South African Minister of Science and Technology Naledi Pandor launched three new chairs within the South African Research Chairs Initiative (SARChI) as part of the South Africa and United Kingdom (UK) bilateral research chair initiative.
Pandor said that the establishment of the three new chairs followed the SARChI’s success in playing an important role in retaining talent at home and said they wanted to expand this initiative further afield, particularly as “international cooperation has consistently been an important aspect of our various national research and innovation programmes and strategies”.
The three new bilateral chairs would be chaired by Dr Stephen Devereux, Research Chair in Food Security at the University of the Western Cape; Professor Michael John Roberts, Research Chair Food Security at Nelson Mandela Metropolitan University; and Professor Lawrence Hamilton, Research Chair in Political Theory at the University of the Witwatersrand.
Pandor said the three new chairs arose out of a desire to expand the SARChI model further afield as it had proven itself to be “one of the best ways to avoid a brain drain to developed countries”.
SARChI was established by the Department of Science and Technology and the National Research Foundation ten years ago as a vehicle through which much needed talent in the sciences could be retained. Pandor noted that it first started with 21 chairs, and now was a R404-million a year programme with 198 chairs.
Each research chair she noted, was able to supervise “three times the number of honours, masters and doctoral students supervised by other established researchers holding research grants”, because each research chair had more than five times the number of postdoctoral fellows than other established researchers.
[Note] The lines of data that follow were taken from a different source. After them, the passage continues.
//! Crosshair spread and per-shot scatter.

use bevy::math::Vec2;
use rand::Rng;
use serde::{Deserialize, Serialize};

use crate::constants::*;

/// Exponential approach toward `target` that never overshoots.
pub fn interp_to(current: f32, target: f32, dt: f32, speed: f32) -> f32 {
    if speed <= 0.0 {
        return target;
    }
    let dist = target - current;
    if dist * dist < 1e-8 {
        return target;
    }
    current + dist * (dt * speed).clamp(0.0, 1.0)
}

/// Scatter radius for one shot: `80 * (100 - accuracy) / 100`, doubled from the hip.
pub fn spread_radius(accuracy: f32, aiming: bool) -> f32 {
    let factor = (100.0 - accuracy.clamp(0.0, 100.0)) / 100.0;
    let radius = BASE_SPREAD_RADIUS * factor;
    if aiming {
        radius
    } else {
        radius * HIP_SPREAD_MULT
    }
}

/// Uniform point inside a circle of `radius`.
pub fn random_point_in_circle<R: Rng>(radius: f32, rng: &mut R) -> Vec2 {
    if radius <= 0.0 {
        return Vec2::ZERO;
    }
    let angle = rng.gen_range(0.0..std::f32::consts::TAU);
    let r = radius * rng.gen::<f32>().sqrt();
    Vec2::new(angle.cos() * r, angle.sin() * r)
}

#[derive(Debug, Clone, Default, Serialize, Deserialize)]
pub struct CrosshairSpread {
    pub velocity_factor: f32,
    pub in_air_factor: f32,
    pub aim_factor: f32,
    pub shooting_factor: f32,
    /// Seconds left in the post-shot window
    firing_window: f32,
}

impl CrosshairSpread {
    /// Open the post-shot window that widens the crosshair.
    pub fn on_shot(&mut self) {
        self.firing_window = SHOOT_TIME_DURATION;
    }

    pub fn firing(&self) -> bool {
        self.firing_window > 0.0
    }

    pub fn update(&mut self, dt: f32, horizontal_speed: f32, falling: bool, aiming: bool) {
        self.velocity_factor = (horizontal_speed / CROSSHAIR_MAX_WALK_SPEED).clamp(0.0, 1.0);

        self.in_air_factor = if falling {
            interp_to(self.in_air_factor, 2.0, dt, 15.0)
        } else {
            interp_to(self.in_air_factor, 0.0, dt, 5.0)
        };

        let aim_target = if aiming { 0.5 } else { 0.0 };
        self.aim_factor = interp_to(self.aim_factor, aim_target, dt, 20.0);

        self.shooting_factor = if self.firing() {
            interp_to(self.shooting_factor, 0.4, dt, 30.0)
        } else {
            interp_to(self.shooting_factor, 0.0, dt, 15.0)
        };
        self.firing_window = (self.firing_window - dt).max(0.0);
    }

    pub fn multiplier(&self) -> f32 {
        CROSSHAIR_BASE + self.velocity_factor + self.in_air_factor + self.shooting_factor
            - self.aim_factor
    }
}
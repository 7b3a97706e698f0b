//! Actor registry: a generational arena handing out copyable handles.
//!
//! Every cross-actor reference in the combat core (enemy target, damage
//! instigator, timer owner) is an `ActorId`. Removing an actor bumps the
//! slot's generation, so an old handle resolves to `None` instead of to
//! whatever reuses the slot.

use serde::{Deserialize, Serialize};

use crate::error::{CombatError, CombatResult};

#[derive(Debug, Clone, Copy, PartialEq, Eq, Hash, PartialOrd, Ord, Serialize, Deserialize)]
pub struct ActorId {
    pub index: u32,
    pub generation: u32,
}

impl ActorId {
    /// Pack into a single integer for foreign callers: generation high, index low.
    pub fn to_bits(self) -> u64 {
        ((self.generation as u64) << 32) | self.index as u64
    }

    pub fn from_bits(bits: u64) -> Self {
        Self {
            index: bits as u32,
            generation: (bits >> 32) as u32,
        }
    }
}

#[derive(Debug, Clone)]
struct Slot<T> {
    generation: u32,
    value: Option<T>,
}

#[derive(Debug, Clone)]
pub struct ActorArena<T> {
    slots: Vec<Slot<T>>,
    free: Vec<u32>,
    len: usize,
}

impl<T> Default for ActorArena<T> {
    fn default() -> Self {
        Self {
            slots: Vec::new(),
            free: Vec::new(),
            len: 0,
        }
    }
}

impl<T> ActorArena<T> {
    pub fn new() -> Self {
        Self::default()
    }

    pub fn len(&self) -> usize {
        self.len
    }

    pub fn is_empty(&self) -> bool {
        self.len == 0
    }

    pub fn insert(&mut self, value: T) -> ActorId {
        self.len += 1;
        if let Some(index) = self.free.pop() {
            let slot = &mut self.slots[index as usize];
            slot.value = Some(value);
            return ActorId {
                index,
                generation: slot.generation,
            };
        }
        let index = self.slots.len() as u32;
        // generations start at 1 so no live handle packs to 0
        self.slots.push(Slot {
            generation: 1,
            value: Some(value),
        });
        ActorId {
            index,
            generation: 1,
        }
    }

    /// Remove and return the actor. The slot generation advances, invalidating `id`.
    pub fn remove(&mut self, id: ActorId) -> Option<T> {
        let slot = self.slots.get_mut(id.index as usize)?;
        if slot.generation != id.generation {
            return None;
        }
        let value = slot.value.take()?;
        slot.generation = slot.generation.wrapping_add(1);
        self.free.push(id.index);
        self.len -= 1;
        Some(value)
    }

    pub fn contains(&self, id: ActorId) -> bool {
        self.get(id).is_some()
    }

    pub fn get(&self, id: ActorId) -> Option<&T> {
        self.slots
            .get(id.index as usize)
            .filter(|slot| slot.generation == id.generation)
            .and_then(|slot| slot.value.as_ref())
    }

    pub fn get_mut(&mut self, id: ActorId) -> Option<&mut T> {
        self.slots
            .get_mut(id.index as usize)
            .filter(|slot| slot.generation == id.generation)
            .and_then(|slot| slot.value.as_mut())
    }

    pub fn try_get(&self, id: ActorId) -> CombatResult<&T> {
        self.get(id).ok_or(CombatError::StaleHandle(id))
    }

    /// Live handles in slot order.
    pub fn ids(&self) -> Vec<ActorId> {
        self.iter().map(|(id, _)| id).collect()
    }

    pub fn iter(&self) -> impl Iterator<Item = (ActorId, &T)> {
        self.slots.iter().enumerate().filter_map(|(i, slot)| {
            slot.value.as_ref().map(|v| {
                (
                    ActorId {
                        index: i as u32,
                        generation: slot.generation,
                    },
                    v,
                )
            })
        })
    }

    pub fn iter_mut(&mut self) -> impl Iterator<Item = (ActorId, &mut T)> {
        self.slots.iter_mut().enumerate().filter_map(|(i, slot)| {
            let generation = slot.generation;
            slot.value.as_mut().map(|v| {
                (
                    ActorId {
                        index: i as u32,
                        generation,
                    },
                    v,
                )
            })
        })
    }
}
SARChI focuses on established scientists who are undertaking frontier research and strengthen the country’s human development pipeline “by training the next generation of researchers”.
Pandor said SARChI, supported by both public and private funds, “is a huge opportunity for our country and our continent. It nurtures research talent. This is vital for our future prosperity. It encourages the best scientists to work in South Africa. It encourages the best to stay at home”.
“The best scientists have a global choice of where to work. It’s long been like this, a movement out of Africa to Europe and America, and universities have begun as one way of mitigating the effects of or to benefit from global competition by offering joint appointments”.
Pandor said that the department decided to expand SARCHi through a country bilateral programme, starting first with Switzerland in the global environmental health sector in 2015, and now with the UK in food security and political science, and in the future with Germany in nano science and advanced materials.
Between 2006 and 2014, SARChI saw an investment of R1.5-billion and was able to leverage an additional R3-billion from foreign sources, government departments, and private and industry funders.
Pandor said she anticipated that the three new chairs would “contribute to South Africa’s growing importance as a centre of science and innovation excellence, best illustrated by the 2012 decision for SA to co-host the Square Kilometre Array giant telescope.